◆ **Problem statement**: The output is the lines below from the one with "self.send(self.http.post(url).json(credentials)).await" through the one with "pub async fn get_results(&self, id: &str)", both included, printed exactly and with no other line.

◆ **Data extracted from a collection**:

☆ ☆ ☆ ☆

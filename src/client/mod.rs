//! Typed HTTP client for the polls API.
//!
//! Mirrors the REST contract one call per endpoint: `get_polls`, `get_poll`,
//! `get_results`, `post_poll` and `post_vote`, plus `signup`/`login`. After a
//! successful `login` the issued token is sent as a bearer token on every
//! request.

use reqwest::{RequestBuilder, Response};
use serde::de::DeserializeOwned;
use thiserror::Error;

use crate::controllers::poll_controllers::models::{PollResponse, ResultResponse, VoteResponse};
use crate::controllers::user_controllers::models::{UserResponse, AUTH_TOKEN_HEADER};
use crate::models::{poll_models::PollDraft, user_models::Credentials, vote_models::VoteDraft};
use crate::utils::error::ErrorResponse;

const POLLS_API: &str = "/api/polls";
const USERS_API: &str = "/api/users";

#[derive(Debug, Error)]
pub enum ClientError {
    #[error("request failed: {0}")]
    Http(#[from] reqwest::Error),
    #[error("{status} {error}: {message}")]
    Api {
        status: u16,
        error: String,
        message: String,
    },
    #[error("login response did not carry an auth token")]
    MissingToken,
}

impl ClientError {
    pub fn status(&self) -> Option<u16> {
        match self {
            ClientError::Api { status, .. } => Some(*status),
            ClientError::Http(e) => e.status().map(|status| status.as_u16()),
            ClientError::MissingToken => None,
        }
    }
}

pub type ClientResult<T> = Result<T, ClientError>;

#[derive(Debug, Clone)]
pub struct PollsClient {
    http: reqwest::Client,
    base_url: String,
    token: Option<String>,
}

impl PollsClient {
    pub fn new(base_url: impl Into<String>) -> Self {
        Self {
            http: reqwest::Client::new(),
            base_url: base_url.into().trim_end_matches('/').to_string(),
            token: None,
        }
    }

    pub fn with_token(mut self, token: impl Into<String>) -> Self {
        self.token = Some(token.into());
        self
    }

    pub fn token(&self) -> Option<&str> {
        self.token.as_deref()
    }

    pub async fn signup(&self, credentials: &Credentials) -> ClientResult<UserResponse> {
        let url = format!("{}{}/signup", self.base_url, USERS_API);
        self.send(self.http.post(url).json(credentials)).await
    }

    /// Logs in and keeps the returned token for later requests.
    pub async fn login(&mut self, credentials: &Credentials) -> ClientResult<UserResponse> {
        let url = format!("{}{}/login", self.base_url, USERS_API);
        let response = check(self.http.post(url).json(credentials).send().await?).await?;

        let token = response
            .headers()
            .get(AUTH_TOKEN_HEADER)
            .and_then(|value| value.to_str().ok())
            .map(str::to_string)
            .ok_or(ClientError::MissingToken)?;
        self.token = Some(token);

        Ok(response.json().await?)
    }

    pub async fn get_polls(&self) -> ClientResult<Vec<PollResponse>> {
        let url = format!("{}{}", self.base_url, POLLS_API);
        self.send(self.http.get(url)).await
    }

    pub async fn get_poll(&self, id: &str) -> ClientResult<PollResponse> {
        let url = format!("{}{}/{}", self.base_url, POLLS_API, id);
        self.send(self.http.get(url)).await
    }

    pub async fn get_results(&self, id: &str) -> ClientResult<Vec<ResultResponse>> {
        let url = format!("{}{}/{}/results", self.base_url, POLLS_API, id);
        self.send(self.http.get(url)).await
    }

    pub async fn post_poll(&self, poll: &PollDraft) -> ClientResult<PollResponse> {
        let url = format!("{}{}", self.base_url, POLLS_API);
        self.send(self.http.post(url).json(poll)).await
    }

    pub async fn post_vote(&self, id: &str, vote: &VoteDraft) -> ClientResult<VoteResponse> {
        let url = format!("{}{}/{}/votes", self.base_url, POLLS_API, id);
        self.send(self.http.post(url).json(vote)).await
    }

    async fn send<T: DeserializeOwned>(&self, request: RequestBuilder) -> ClientResult<T> {
        let request = match &self.token {
            Some(token) => request.bearer_auth(token),
            None => request,
        };

        let response = check(request.send().await?).await?;
        Ok(response.json().await?)
    }
}

/// Turns non-2xx responses into `ClientError::Api` using the server's error body.
async fn check(response: Response) -> ClientResult<Response> {
    let status = response.status();
    if status.is_success() {
        return Ok(response);
    }

    let (error, message) = match response.json::<ErrorResponse>().await {
        Ok(body) => (body.error, body.message),
        Err(_) => (
            status.canonical_reason().unwrap_or("UNKNOWN").to_string(),
            String::new(),
        ),
    };

    Err(ClientError::Api {
        status: status.as_u16(),
        error,
        message,
    })
}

☆ ☆ ☆ ☆

◆ **Solution to this problem**:
        self.send(self.http.post(url).json(credentials)).await
    }

    /// Logs in and keeps the returned token for later requests.
    pub async fn login(&mut self, credentials: &Credentials) -> ClientResult<UserResponse> {
        let url = format!("{}{}/login", self.base_url, USERS_API);
        let response = check(self.http.post(url).json(credentials).send().await?).await?;

        let token = response
            .headers()
            .get(AUTH_TOKEN_HEADER)
            .and_then(|value| value.to_str().ok())
            .map(str::to_string)
            .ok_or(ClientError::MissingToken)?;
        self.token = Some(token);

        Ok(response.json().await?)
    }

    pub async fn get_polls(&self) -> ClientResult<Vec<PollResponse>> {
        let url = format!("{}{}", self.base_url, POLLS_API);
        self.send(self.http.get(url)).await
    }

    pub async fn get_poll(&self, id: &str) -> ClientResult<PollResponse> {
        let url = format!("{}{}/{}", self.base_url, POLLS_API, id);
        self.send(self.http.get(url)).await
    }

    pub async fn get_results(&self, id: &str) -> ClientResult<Vec<ResultResponse>> {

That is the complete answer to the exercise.